Mueller’s coastside record
Mueller points to Stone Pine Cove, a project of manufactured homes intended for farmworker families, as proof he has delivered for the coast. The County of San Mateo has outlined the funding and construction timeline for Stone Pine and tracked the first homes arriving on-site as the project moved toward occupancy, according to the County of San Mateo.
He also highlights a county Farmworker Housing Compliance Task Force that he helped create to inspect living conditions on the coast. Local reporting has credited Mueller with helping accelerate clean-water fixes for Pescadero schools and with supporting a pilot urgent care clinic after the coast’s only emergency room closed, coverage that has included reporting from CBS Bay Area.

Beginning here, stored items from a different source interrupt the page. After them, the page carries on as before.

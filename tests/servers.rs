// Copyright 2025 the oscompute authors
//
// Licensed under the Apache License, Version 2.0 (the "License");
// you may not use this file except in compliance with the License.
// You may obtain a copy of the License at
//
//     http://www.apache.org/licenses/LICENSE-2.0
//
// Unless required by applicable law or agreed to in writing, software
// distributed under the License is distributed on an "AS IS" BASIS,
// WITHOUT WARRANTIES OR CONDITIONS OF ANY KIND, either express or implied.
// See the License for the specific language governing permissions and
// limitations under the License.

mod common;

use std::time::Duration;

use serde_json::json;
use wiremock::matchers::{body_json, header, method, path, query_param, query_param_is_missing};
use wiremock::{Mock, ResponseTemplate};

use oscompute::compute::{ServerCreate, ServerFilter, ServerStatus, ServerUpdate};
use oscompute::{ErrorKind, Query};

fn server_json(id: &str, name: &str, status: &str) -> serde_json::Value {
    json!({
        "id": id,
        "name": name,
        "status": status,
        "flavor": {"id": "1", "links": []},
        "image": {"id": "70a599e0-31e7-49b7-b260-868f441e862b", "links": []},
        "addresses": {"private": [{"addr": "192.168.0.3", "version": 4}]},
        "metadata": {},
        "created": "2017-02-14T19:23:58Z",
        "updated": "2017-02-14T19:24:43Z"
    })
}

#[tokio::test]
async fn test_list_servers_follows_next_links() {
    let (mock_server, compute) = common::setup().await;

    // The next link points to an arbitrary path to verify that it is
    // followed exactly as returned, not reconstructed from the endpoint.
    Mock::given(method("GET"))
        .and(path("/v2.1/servers/detail"))
        .respond_with(ResponseTemplate::new(200).set_body_json(json!({
            "servers": [
                server_json("1", "one", "ACTIVE"),
                server_json("2", "two", "ACTIVE"),
            ],
            "servers_links": [{
                "rel": "next",
                "href": format!("{}/v2.1/servers/second-page", mock_server.uri())
            }]
        })))
        .mount(&mock_server)
        .await;
    // Requests to followed links carry the microversion header too.
    Mock::given(method("GET"))
        .and(path("/v2.1/servers/second-page"))
        .and(header("x-openstack-nova-api-version", "2.1"))
        .respond_with(ResponseTemplate::new(200).set_body_json(json!({
            "servers": [server_json("3", "three", "SHUTOFF")]
        })))
        .mount(&mock_server)
        .await;

    let first = compute.list_servers(&Default::default()).await.unwrap();
    assert_eq!(first.len(), 2);
    assert!(first.next_link().is_some());

    let second = first.next_page().await.unwrap().unwrap();
    assert_eq!(second.len(), 1);
    assert_eq!(second.items()[0].name, "three");
    assert_eq!(second.items()[0].status, ServerStatus::ShutOff);
    assert!(second.next_link().is_none());
    assert!(second.next_page().await.unwrap().is_none());
}

#[cfg(feature = "stream")]
#[tokio::test]
async fn test_stream_servers_across_pages() {
    use futures::stream::TryStreamExt;

    let (mock_server, compute) = common::setup().await;

    Mock::given(method("GET"))
        .and(path("/v2.1/servers/detail"))
        .respond_with(ResponseTemplate::new(200).set_body_json(json!({
            "servers": [server_json("1", "one", "ACTIVE")],
            "servers_links": [{
                "rel": "next",
                "href": format!("{}/v2.1/servers/second-page", mock_server.uri())
            }]
        })))
        .mount(&mock_server)
        .await;
    Mock::given(method("GET"))
        .and(path("/v2.1/servers/second-page"))
        .respond_with(ResponseTemplate::new(200).set_body_json(json!({
            "servers": [server_json("2", "two", "ACTIVE")]
        })))
        .mount(&mock_server)
        .await;

    let first = compute.list_servers(&Default::default()).await.unwrap();
    let names: Vec<String> = first
        .into_stream()
        .map_ok(|server| server.name)
        .try_collect()
        .await
        .unwrap();
    assert_eq!(names, vec!["one", "two"]);
}

#[tokio::test]
async fn test_list_servers_with_filters() {
    let (mock_server, compute) = common::setup().await;

    // Filters that were not pushed must not appear in the query at all,
    // and the request must carry the pinned microversion.
    Mock::given(method("GET"))
        .and(path("/v2.1/servers/detail"))
        .and(header("x-openstack-nova-api-version", "2.1"))
        .and(query_param("status", "SHUTOFF"))
        .and(query_param("limit", "1"))
        .and(query_param_is_missing("name"))
        .and(query_param_is_missing("marker"))
        .respond_with(ResponseTemplate::new(200).set_body_json(json!({
            "servers": [server_json("3", "three", "SHUTOFF")]
        })))
        .expect(1)
        .mount(&mock_server)
        .await;

    let query = Query::default()
        .with(ServerFilter::Status(ServerStatus::ShutOff))
        .with(ServerFilter::Limit(1));
    let page = compute.list_servers(&query).await.unwrap();
    assert_eq!(page.len(), 1);
    assert_eq!(page.items()[0].id, "3");
}

#[tokio::test]
async fn test_create_server_and_wait_until_active() {
    let (mock_server, mut compute) = common::setup().await;
    compute.set_poll_interval(Duration::from_millis(1));

    Mock::given(method("POST"))
        .and(path("/v2.1/servers"))
        .and(body_json(json!({
            "server": {
                "name": "test-vm",
                "flavorRef": "1",
                "imageRef": "70a599e0-31e7-49b7-b260-868f441e862b"
            }
        })))
        .respond_with(ResponseTemplate::new(202).set_body_json(json!({
            "server": {
                "id": "new-id",
                "adminPass": "secret",
                "links": []
            }
        })))
        .expect(1)
        .mount(&mock_server)
        .await;
    // The first fetch sees the server still building, later ones active.
    Mock::given(method("GET"))
        .and(path("/v2.1/servers/new-id"))
        .respond_with(
            ResponseTemplate::new(200)
                .set_body_json(json!({"server": server_json("new-id", "test-vm", "BUILD")})),
        )
        .up_to_n_times(1)
        .mount(&mock_server)
        .await;
    Mock::given(method("GET"))
        .and(path("/v2.1/servers/new-id"))
        .respond_with(
            ResponseTemplate::new(200)
                .set_body_json(json!({"server": server_json("new-id", "test-vm", "ACTIVE")})),
        )
        .mount(&mock_server)
        .await;

    let mut request = ServerCreate::new("test-vm", "1");
    request.image = Some("70a599e0-31e7-49b7-b260-868f441e862b".to_string());
    let created = compute.create_server(request).await.unwrap();
    assert_eq!(created.id, "new-id");
    assert_eq!(created.admin_pass.as_deref(), Some("secret"));

    let server = created.wait_until_active().await.unwrap();
    assert_eq!(server.status, ServerStatus::Active);
    assert_eq!(server.name, "test-vm");
}

#[tokio::test]
async fn test_wait_until_active_fails_on_error_state() {
    let (mock_server, mut compute) = common::setup().await;
    compute.set_poll_interval(Duration::from_millis(1));

    let mut broken = server_json("broken", "doomed", "ERROR");
    broken["fault"] = json!({
        "code": 500,
        "message": "No valid host was found",
        "created": "2017-02-14T19:23:58Z"
    });
    Mock::given(method("GET"))
        .and(path("/v2.1/servers/broken"))
        .respond_with(ResponseTemplate::new(200).set_body_json(json!({"server": broken})))
        .mount(&mock_server)
        .await;

    let mut server = compute.get_server("broken").await.unwrap();
    let err = server.wait_until_active().await.unwrap_err();
    assert_eq!(err.kind(), ErrorKind::OperationFailed);
    assert!(err.to_string().contains("No valid host was found"));
}

#[tokio::test]
async fn test_update_server() {
    let (mock_server, compute) = common::setup().await;

    Mock::given(method("PUT"))
        .and(path("/v2.1/servers/1234"))
        .and(body_json(json!({"server": {"name": "renamed"}})))
        .respond_with(
            ResponseTemplate::new(200)
                .set_body_json(json!({"server": server_json("1234", "renamed", "ACTIVE")})),
        )
        .expect(1)
        .mount(&mock_server)
        .await;

    let update = ServerUpdate {
        name: Some("renamed".to_string()),
        ..ServerUpdate::default()
    };
    let server = compute.update_server("1234", update).await.unwrap();
    assert_eq!(server.name, "renamed");
    // The result is attached: accessor methods must not fail.
    assert_eq!(
        server.flavor.fetch().await.unwrap_err().kind(),
        ErrorKind::ResourceNotFound
    );
}

#[tokio::test]
async fn test_fetch_flavor_through_server() {
    let (mock_server, compute) = common::setup().await;

    Mock::given(method("GET"))
        .and(path("/v2.1/servers/1234"))
        .respond_with(
            ResponseTemplate::new(200)
                .set_body_json(json!({"server": server_json("1234", "one", "ACTIVE")})),
        )
        .mount(&mock_server)
        .await;
    Mock::given(method("GET"))
        .and(path("/v2.1/flavors/1"))
        .respond_with(ResponseTemplate::new(200).set_body_json(json!({
            "flavor": {
                "id": "1",
                "name": "m1.tiny",
                "vcpus": 1,
                "ram": 512,
                "disk": 1,
                "swap": ""
            }
        })))
        .expect(1)
        .mount(&mock_server)
        .await;

    let server = compute.get_server("1234").await.unwrap();
    assert_eq!(server.flavor.id, "1");

    let flavor = server.flavor.fetch().await.unwrap();
    assert_eq!(flavor.id, server.flavor.id);
    assert_eq!(flavor.name, "m1.tiny");
    assert_eq!(flavor.vcpus, 1);
    assert_eq!(flavor.swap, 0);
}

#[tokio::test]
async fn test_delete_server_and_wait() {
    let (mock_server, compute) = common::setup().await;

    Mock::given(method("GET"))
        .and(path("/v2.1/servers/gone"))
        .respond_with(
            ResponseTemplate::new(200)
                .set_body_json(json!({"server": server_json("gone", "old", "ACTIVE")})),
        )
        .up_to_n_times(1)
        .mount(&mock_server)
        .await;
    Mock::given(method("DELETE"))
        .and(path("/v2.1/servers/gone"))
        .respond_with(ResponseTemplate::new(204))
        .expect(1)
        .mount(&mock_server)
        .await;
    Mock::given(method("GET"))
        .and(path("/v2.1/servers/gone"))
        .respond_with(ResponseTemplate::new(404).set_body_json(json!({
            "itemNotFound": {"message": "Instance could not be found", "code": 404}
        })))
        .mount(&mock_server)
        .await;

    let mut server = compute.get_server("gone").await.unwrap();
    server.delete().await.unwrap();
    assert_eq!(server.status, ServerStatus::Unknown);

    server.wait_until_deleted().await.unwrap();
    assert_eq!(server.status, ServerStatus::Deleted);
}

#[tokio::test]
async fn test_server_metadata_merge() {
    let (mock_server, compute) = common::setup().await;

    Mock::given(method("GET"))
        .and(path("/v2.1/servers/1234/metadata"))
        .respond_with(
            ResponseTemplate::new(200)
                .set_body_json(json!({"metadata": {"department": "falcon"}})),
        )
        .mount(&mock_server)
        .await;
    Mock::given(method("POST"))
        .and(path("/v2.1/servers/1234/metadata"))
        .and(body_json(json!({
            "metadata": {"department": "falcon", "weight": "1"}
        })))
        .respond_with(ResponseTemplate::new(200).set_body_json(json!({
            "metadata": {"department": "falcon", "weight": "1", "added-on-server": "yes"}
        })))
        .expect(1)
        .mount(&mock_server)
        .await;

    let mut metadata = compute.get_server_metadata("1234").await.unwrap();
    assert_eq!(metadata["department"], "falcon");

    let _ = metadata.insert("weight".to_string(), "1".to_string());
    metadata.update(false).await.unwrap();
    // The local map is replaced by the authoritative response.
    assert_eq!(metadata.len(), 3);
    assert_eq!(metadata["added-on-server"], "yes");
}

#[tokio::test]
async fn test_server_metadata_overwrite() {
    let (mock_server, compute) = common::setup().await;

    Mock::given(method("GET"))
        .and(path("/v2.1/servers/4321/metadata"))
        .respond_with(ResponseTemplate::new(200).set_body_json(json!({
            "metadata": {"department": "falcon", "stale": "yes"}
        })))
        .mount(&mock_server)
        .await;
    Mock::given(method("PUT"))
        .and(path("/v2.1/servers/4321/metadata"))
        .and(body_json(json!({"metadata": {"department": "owl"}})))
        .respond_with(
            ResponseTemplate::new(200)
                .set_body_json(json!({"metadata": {"department": "owl"}})),
        )
        .expect(1)
        .mount(&mock_server)
        .await;

    let mut metadata = compute.get_server_metadata("4321").await.unwrap();
    metadata.clear();
    let _ = metadata.insert("department".to_string(), "owl".to_string());
    metadata.update(true).await.unwrap();
    assert_eq!(metadata.len(), 1);
    assert_eq!(metadata["department"], "owl");
}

Why the Corpus fight still matters
The political fallout from the removal of former Sheriff Christina Corpus is still hanging over this race. Jimenez defended Corpus, while Mueller supported the Board of Supervisors’ removal process and the appointment of an interim sheriff.
The removal proceedings, along with the judge’s findings that shaped the board’s decision, have drawn extensive scrutiny and now feed into arguments about public safety and accountability in the District 3 race. Those proceedings and their lasting political impact have been detailed by KQED and also covered by The Almanac.
What to watch on June 2
If any candidate pulls in more than 50 percent of the vote on June 2, that candidate wins the District 3 seat outright. If not, the top candidates advance to November. Local reporting and county filings show only Ray Mueller and Joaquin Jimenez on the ballot for District 3 this cycle, making the primary the likely decider of who represents both the coastside and Peninsula neighborhoods, according to SFGATE and the county candidate roster.
Beyond personalities, this is a referendum on which priorities will drive county decisions in the next term. Jimenez is betting that coastside concerns like farmworker housing, water infrastructure, and job training will resonate more than Mueller’s countywide endorsements and first-term record. Local coverage notes that the outcome will shape budget and service decisions tied to those issues, which in turn will affect coastside services and ongoing housing projects, according to the San Mateo Daily Journal.